(Problem statement): List the lines of this listing that hold the word "TpmReader".

(Supplied material):
fn name_hash(name_alg: u16) -> Result<HashAlgorithm, VerificationError> {
    match name_alg {
        TPM_ALG_SHA1 => Ok(HashAlgorithm::Sha1),
        TPM_ALG_SHA256 => Ok(HashAlgorithm::Sha256),
        TPM_ALG_SHA384 => Ok(HashAlgorithm::Sha384),
        TPM_ALG_SHA512 => Ok(HashAlgorithm::Sha512),
        other => Err(VerificationError::constraint(
            "pubArea",
            format!("unsupported nameAlg {other:#06x}"),
        )),
    }
}

/// Big-endian cursor over a TPM structure
struct TpmReader<'a> {
    data: &'a [u8],
    field: &'static str,
}

impl<'a> TpmReader<'a> {
    fn new(data: &'a [u8], field: &'static str) -> Self {
        Self { data, field }
    }

    fn take(&mut self, len: usize) -> Result<&'a [u8], VerificationError> {
        if self.data.len() < len {
            return Err(VerificationError::malformed(self.field, "truncated structure"));
        }
        let (head, tail) = self.data.split_at(len);
        self.data = tail;
        Ok(head)
    }

    fn array<const N: usize>(&mut self) -> Result<[u8; N], VerificationError> {
        let bytes = self.take(N)?;
        let mut out = [0u8; N];
        out.copy_from_slice(bytes);
        Ok(out)
    }

    fn u8(&mut self) -> Result<u8, VerificationError> {
        Ok(self.array::<1>()?[0])
    }

    fn u16(&mut self) -> Result<u16, VerificationError> {
        Ok(u16::from_be_bytes(self.array()?))
    }

    fn u32(&mut self) -> Result<u32, VerificationError> {
        Ok(u32::from_be_bytes(self.array()?))
    }

    fn u64(&mut self) -> Result<u64, VerificationError> {
        Ok(u64::from_be_bytes(self.array()?))
    }

    /// `TPM2B_*`: u16 size followed by that many bytes
    fn sized(&mut self) -> Result<Vec<u8>, VerificationError> {
        let len = usize::from(self.u16()?);
        Ok(self.take(len)?.to_vec())
    }

    /// Scheme selector, followed by a hash algorithm unless it is `TPM_ALG_NULL`
    fn scheme(&mut self) -> Result<u16, VerificationError> {
        let scheme = self.u16()?;
        if scheme != TPM_ALG_NULL {
            self.u16()?;
        }
        Ok(scheme)
    }

    fn finish(self) -> Result<(), VerificationError> {
        if self.data.is_empty() {
            Ok(())
        } else {
            Err(VerificationError::malformed(
                self.field,
                format!("{} trailing bytes", self.data.len()),
            ))
        }
    }
}

/// Type-specific parameters together with the `unique` key material
#[derive(Debug, Clone, PartialEq, Eq)]
pub enum TpmPublicParameters {
    Rsa {
        symmetric: u16,
        scheme: u16,
        key_bits: u16,
        exponent: u32,
        modulus: Vec<u8>,
    },
    Ecc {
        symmetric: u16,
        scheme: u16,
        curve: TpmEccCurve,
        kdf: u16,
        x: Vec<u8>,
        y: Vec<u8>,
    },
}

/// `TPMT_PUBLIC`
#[derive(Debug, Clone, PartialEq, Eq)]
pub struct TpmtPublic {
    pub alg_type: TpmAlgPublic,
    pub name_alg: u16,
    pub object_attributes: u32,
    pub auth_policy: Vec<u8>,
    pub parameters: TpmPublicParameters,
}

(Response area):
struct TpmReader<'a> {
impl<'a> TpmReader<'a> {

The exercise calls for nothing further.